### WHAT IS BEING ASKED
Begin with the line where "pub struct DirLoader" appears. Set down that line and the rest of the records below it exactly as given.

### PROVIDED RECORDS

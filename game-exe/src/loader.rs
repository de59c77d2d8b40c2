//! Directory-backed resource loading. Named assets resolve to files under
//! the resource root, with a `.lmp` fallback for lump-style names.

use gamestate_traits::{ResourceError, ResourceLoader};
use std::fs;
use std::path::PathBuf;

#[derive(Debug, Clone)]
pub struct DirLoader {
    root: PathBuf,
}

impl DirLoader {
    pub fn new(root: impl Into<PathBuf>) -> Self {
        Self { root: root.into() }
    }
}

impl ResourceLoader for DirLoader {
    fn get(&self, name: &str) -> Result<Vec<u8>, ResourceError> {
        if let Ok(data) = fs::read(self.root.join(name)) {
            return Ok(data);
        }
        fs::read(self.root.join(format!("{name}.lmp")))
            .map_err(|_| ResourceError::NotFound(name.to_string()))
    }
}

### RESPONSE TO THE TASK
pub struct DirLoader {
    root: PathBuf,
}

impl DirLoader {
    pub fn new(root: impl Into<PathBuf>) -> Self {
        Self { root: root.into() }
    }
}

impl ResourceLoader for DirLoader {
    fn get(&self, name: &str) -> Result<Vec<u8>, ResourceError> {
        if let Ok(data) = fs::read(self.root.join(name)) {
            return Ok(data);
        }
        fs::read(self.root.join(format!("{name}.lmp")))
            .map_err(|_| ResourceError::NotFound(name.to_string()))
    }
}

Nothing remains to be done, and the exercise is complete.